I guess I will start the process and see what happens. I need to go rifling through an old box of my cadet stuff that my parents had stored away in the attic and see if their copy of the enrolment form is in it.


----------



## kratz (26 Jul 2013)

I have class B route letters from the cadet summer camps that I performed 1989 - 1990.

When I was asked to submit my pension calculation, I included those route letters.

So, the potential does exisit, just not common enough to rely upon.


----------



## FormerHorseGuard (27 Jul 2013)

As a former pay clerk from the late 80-s and early 90s.

Staff cadets were paid just RES Force members.  I did the pay at the final cadet camp at Ipperwash 1993 I think it was.
The Cadet RSM was paid the same as a Cpl IPC 2 or MCpl 0. I cannot remember the exact rate.

Anyways the records were sent to the Cadet Force HQ at CFB Trenton at the end of the summer for final audit and filings for T4s. 
CIL Officers were also paid as per rank as a normal officer on call out.
Also all records were sent to the Cadet HQ at Trenton. I believe the money came from DND from the Cadet Budget.

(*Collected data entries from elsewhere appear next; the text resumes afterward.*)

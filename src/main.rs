use gesture_sign::config::Config;
use gesture_sign::device_display::impl_console::DeviceDisplayConsole;
use gesture_sign::device_sensor::impl_fake::{DeviceSensorFake, HandPose};
use gesture_sign::device_sensor::interface::DeviceSensor;
use gesture_sign::feature_extractor::main::FeatureExtractor;
use gesture_sign::feature_store::impl_json_file::StoreJsonFile;
use gesture_sign::feature_store::interface::FeatureVectorStore;
use gesture_sign::free_mode::main::FreeMode;
use gesture_sign::gesture_classifier::main::GestureClassifier;
use gesture_sign::gesture_classifier::model_store::ModelStoreJsonFile;
use gesture_sign::library::logger::impl_console::LoggerConsole;
use gesture_sign::library::logger::interface::Logger;
use gesture_sign::library::scheduler::impl_interval::SchedulerInterval;
use std::error::Error;
use std::sync::{Arc, Mutex};

const USAGE: &str = "usage: gesture-sign [free [ticks] | train | capture <gesture> <count>]";
const FREE_MODE_TICKS: u32 = 50;
/// Frames read per wanted vector before `capture` gives up on the sensor.
const CAPTURE_ATTEMPTS_PER_VECTOR: usize = 100;

fn main() -> Result<(), Box<dyn Error + Send + Sync>> {
    let config = Config::default();
    let args: Vec<String> = std::env::args().skip(1).collect();

    let logger: Arc<dyn Logger + Send + Sync> = Arc::new(LoggerConsole::new(config.logger_timezone));
    let store = Arc::new(StoreJsonFile::open(&config.storage.store_path(), logger.clone())?);
    let mut classifier = GestureClassifier::new(
        &config,
        store.clone(),
        Arc::new(ModelStoreJsonFile::new()),
        logger.clone(),
    );
    classifier.start()?;

    match args.first().map(String::as_str).unwrap_or("free") {
        "capture" => {
            let (gesture, count) = match (args.get(1), args.get(2).map(|n| n.parse::<usize>())) {
                (Some(gesture), Some(Ok(count))) => (gesture.as_str(), count),
                _ => return Err(USAGE.into()),
            };
            let sensor = match HandPose::from_name(gesture) {
                Some(pose) => DeviceSensorFake::holding(logger.clone(), pose, 0.05),
                None => DeviceSensorFake::new(logger.clone()),
            };
            capture(&config, &sensor, store.as_ref(), gesture, count, logger.as_ref())?;
        }
        "train" => {
            classifier.train()?;
        }
        "free" => {
            let ticks = match args.get(1) {
                Some(ticks) => ticks.parse::<u32>()?,
                None => FREE_MODE_TICKS,
            };
            let free_mode = FreeMode::new(
                config.free_mode.clone(),
                logger.clone(),
                Arc::new(DeviceSensorFake::new(logger.clone())),
                Arc::new(Mutex::new(DeviceDisplayConsole::new())),
                Arc::new(Mutex::new(classifier)),
            )?;
            free_mode.start(&SchedulerInterval::new(config.tick_rate))?;
            std::thread::sleep(config.tick_rate * ticks);
            free_mode.stop()?;
        }
        _ => return Err(USAGE.into()),
    }

    Ok(())
}

/// Stores `count` hand frames from `sensor` under `gesture`. Frames without
/// hands are skipped; reading more than `CAPTURE_ATTEMPTS_PER_VECTOR` frames
/// per vector is an error.
fn capture(
    config: &Config,
    sensor: &dyn DeviceSensor,
    store: &dyn FeatureVectorStore,
    gesture: &str,
    count: usize,
    logger: &dyn Logger,
) -> Result<(), Box<dyn Error + Send + Sync>> {
    let extractor = FeatureExtractor::new(config.feature_set);
    let max_attempts = count.saturating_mul(CAPTURE_ATTEMPTS_PER_VECTOR);
    let mut captured = 0;
    let mut attempts = 0;
    while captured < count {
        if attempts >= max_attempts {
            return Err(format!(
                "Sensor saw no hand in {} frames; captured {} of {} {:?} vectors",
                attempts, captured, count, gesture
            )
            .into());
        }
        attempts += 1;
        let frame = sensor.frame()?;
        if !frame.has_hands() {
            continue;
        }
        let vector = extractor.extract(&frame)?;
        store.save_gesture(&vector, gesture)?;
        captured += 1;
    }
    logger.info(&format!("Captured {} {:?} vectors", captured, gesture))?;
    Ok(())
}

As memory  serves and yes it does fail occasionally from when I worked at LFCA HQ RES Pay section in the 90s, they kept the records for 3 years of Class B svc paid  out to members of LFCA. Then the the files were sent to Archives for storage.  I am sure if you had the dates of service, name, rank, unit you belonged to for the summer , and any other information that would help track the file, you could request it from the Archives. Might want to contact a cadet corp in your area and ask who they report to and call there and ask for more guidance to finding the filke you want to see. Be prepared for a wait as it might take a while to locate.  Pay guides were just filed in 3 ring binders and shipped when I was working the RES PAY section sonot sure what happens after we shipped, might be on micro film or sitting in a file box or who knows where.


----------



## sapperboysen (27 Jul 2013)

If you need information about your cadet service, you can always try contacting your old cadet corps. I have files for cadets going back to 1965 so you might get lucky. For information about where the injury report went, you could try contacting the Regional Cadet Support Unit for the area you staffed.


----------



## JorgSlice (27 Jul 2013)

Different time period but when I was a cadet, we were paid on the RES Class B scale, not employed as such. I was able to claim not TI to CD but rather time credit of 180days for IPC.


----------